(ASSIGNMENT): Every line of the listing that contains the word "command" is to be copied out.

· · · ·

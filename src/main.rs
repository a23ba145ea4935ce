//! Gridorder CLI - build order documents for multi-project workspaces
//!
//! Entry point for the gridorder command-line application.

use anyhow::Result;
use clap::Parser;
use tracing_subscriber::EnvFilter;

use gridorder::cli::output::{display_error, OutputConfig};
use gridorder::cli::Cli;

fn main() -> Result<()> {
    let cli = Cli::parse();

    let output_config = OutputConfig::new(cli.quiet, cli.verbose);

    // RUST_LOG wins over -v/-q
    tracing_subscriber::fmt()
        .with_env_filter(
            EnvFilter::try_from_default_env()
                .unwrap_or_else(|_| EnvFilter::new(output_config.log_level())),
        )
        .with_writer(std::io::stderr)
        .init();

    // Run the command and handle errors
    match cli.run() {
        Ok(()) => Ok(()),
        Err(e) => {
            display_error(&e);
            std::process::exit(1);
        }
    }
}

· · · ·

(TASK OUTPUT):
//! Entry point for the gridorder command-line application.
    // Run the command and handle errors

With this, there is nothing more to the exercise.